Clinical trial experience with uridine triacetate for 5-fluorouracil toxicity.

Abstract

655 Background: Life-threatening or lethal 5-FU toxicity occurs due to infusion pump/reservoir errors and 5-FU dosage miscalculations. Additionally, DPD-deficient patients often experience serious or lethal toxicity. Regardless of DPD status, some patients demonstrate severe, early-onset toxicities (as early as during 5-FU infusion) such as encephalopathy or cardiotoxicity. Uridine triacetate is an orally bioavailable prodrug of uridine, a direct antagonist of 5-FU, that competitively inhibits 5-FU incorporation in normal tissues and can counter 5-FU toxicity, reducing morbidity and mortality due to toxicity.
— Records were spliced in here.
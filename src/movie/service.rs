use crate::database::{DeleteOutcome, DocumentStore, UpdateOutcome};
use crate::movie::model::{MOVIES, Movie};
use crate::utils::error::ApiError;
use log::info;
use mongodb::bson::{Document, doc, oid::ObjectId};
use std::sync::Arc;

pub struct MovieService {
    store: Arc<dyn DocumentStore>,
}

impl MovieService {
    pub fn new(store: Arc<dyn DocumentStore>) -> Self {
        MovieService { store }
    }

    pub async fn list_movies(&self) -> Result<Vec<Document>, ApiError> {
        Ok(self.store.find_many(MOVIES, doc! {}).await?)
    }

    /// Validates before touching the store; an invalid movie is never inserted.
    pub async fn create_movie(&self, movie: &Movie) -> Result<Document, ApiError> {
        movie.validate()?;

        let document = movie.to_document()?;
        let created = self.store.insert_one(MOVIES, document).await?;

        info!("Movie added: {:?}", created.get_object_id("_id").ok());
        Ok(created)
    }

    pub async fn get_movie(&self, id: &ObjectId) -> Result<Option<Document>, ApiError> {
        Ok(self.store.find_one(MOVIES, doc! { "_id": id }).await?)
    }

    /// Merges the supplied fields into an existing movie. `None` when the
    /// movie does not exist.
    pub async fn update_movie(
        &self,
        id: &ObjectId,
        changes: &Movie,
    ) -> Result<Option<UpdateOutcome>, ApiError> {
        if self.get_movie(id).await?.is_none() {
            return Ok(None);
        }

        let fields = changes.to_document()?;
        if fields.is_empty() {
            return Ok(Some(UpdateOutcome {
                matched_count: 1,
                modified_count: 0,
            }));
        }

        let outcome = self
            .store
            .update_one(MOVIES, doc! { "_id": id }, fields)
            .await?;

        info!("Movie {} updated", id);
        Ok(Some(outcome))
    }

    pub async fn delete_movie(&self, id: &ObjectId) -> Result<DeleteOutcome, ApiError> {
        let outcome = self.store.delete_one(MOVIES, doc! { "_id": id }).await?;
        info!("Movie {} delete: {} removed", id, outcome.deleted_count);
        Ok(outcome)
    }
}
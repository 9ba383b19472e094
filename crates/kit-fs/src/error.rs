//! Error types for kit-fs

use std::path::PathBuf;

/// Result type for kit-fs operations
pub type Result<T> = std::result::Result<T, Error>;

/// Errors that can occur in kit-fs operations
#[derive(Debug, thiserror::Error)]
pub enum Error {
    #[error("I/O error at {path}: {source}")]
    Io {
        path: PathBuf,
        #[source]
        source: std::io::Error,
    },

    #[error("Failed to parse {format} config at {path}: {message}")]
    ConfigParse {
        path: PathBuf,
        format: String,
        message: String,
    },

    #[error("Failed to serialize {format} config for {path}: {message}")]
    ConfigSerialize {
        path: PathBuf,
        format: String,
        message: String,
    },

    #[error("Unsupported config format: {extension}")]
    UnsupportedFormat { extension: String },

    #[error("Lock acquisition failed for {path}")]
    LockFailed { path: PathBuf },
}

impl Error {
    pub fn io(path: impl Into<PathBuf>, source: std::io::Error) -> Self {
        Self::Io {
            path: path.into(),
            source,
        }
    }

    /// Whether this error wraps an I/O `NotFound`.
    pub fn is_not_found(&self) -> bool {
        matches!(
            self,
            Self::Io { source, .. } if source.kind() == std::io::ErrorKind::NotFound
        )
    }
}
Methods: 135 patients at excess risk of 5-FU toxicity due to overdose or accidental capecitabine ingestion (n = 111); or DPD deficiency and/or who showed rapid onset of severe toxicities (n = 24) have been treated with uridine triacetate under emergency IND or expanded access protocols. Patients were to receive uridine triacetate granules (10g q6h for 20 doses) up to 96h after the termination of 5-FU therapy. Clinical endpoints included survival compared with historical controls, time to resumption of chemotherapy, and safety. Results: A total of 130/135 (96%) patients treated with uridine triacetate recovered fully (within 30 days after receiving uridine triacetate), including rapid reversal of cardiotoxicity (EKG abnormalities, chest pain, etc) and neurotoxicity (altered mental status, ataxia, etc). Of the 111 overdose patients, 24 had a pump malfunction; 49 dose error; 5 had accidental capecitabine ingestion (2 adults/3 peds); 33 unknown. No patient who received uridine triacetate within 96 h after stopping 5-FU died. Comparatively, 38 of the 47 historical controls (81%) with 5-FU overexposure died. Of the 106 overdose patients with a diagnosis of cancer, 40 (37.7%) resumed chemotherapy within 30 days (median 20.0 days post-5-FU), highly indicative of rapid recovery from toxicity. Overall compliance was 92.5% (mean 18.3/20 doses). Mild, infrequent adverse events (diarrhea/nausea/vomiting) were attributed to uridine triacetate. Conclusions: In this study, uridine triacetate was a safe and effective life-saving antidote for 5-FU overexposure, and facilitated rapid resumption of chemotherapy. Clinical trial information: NCT01432301.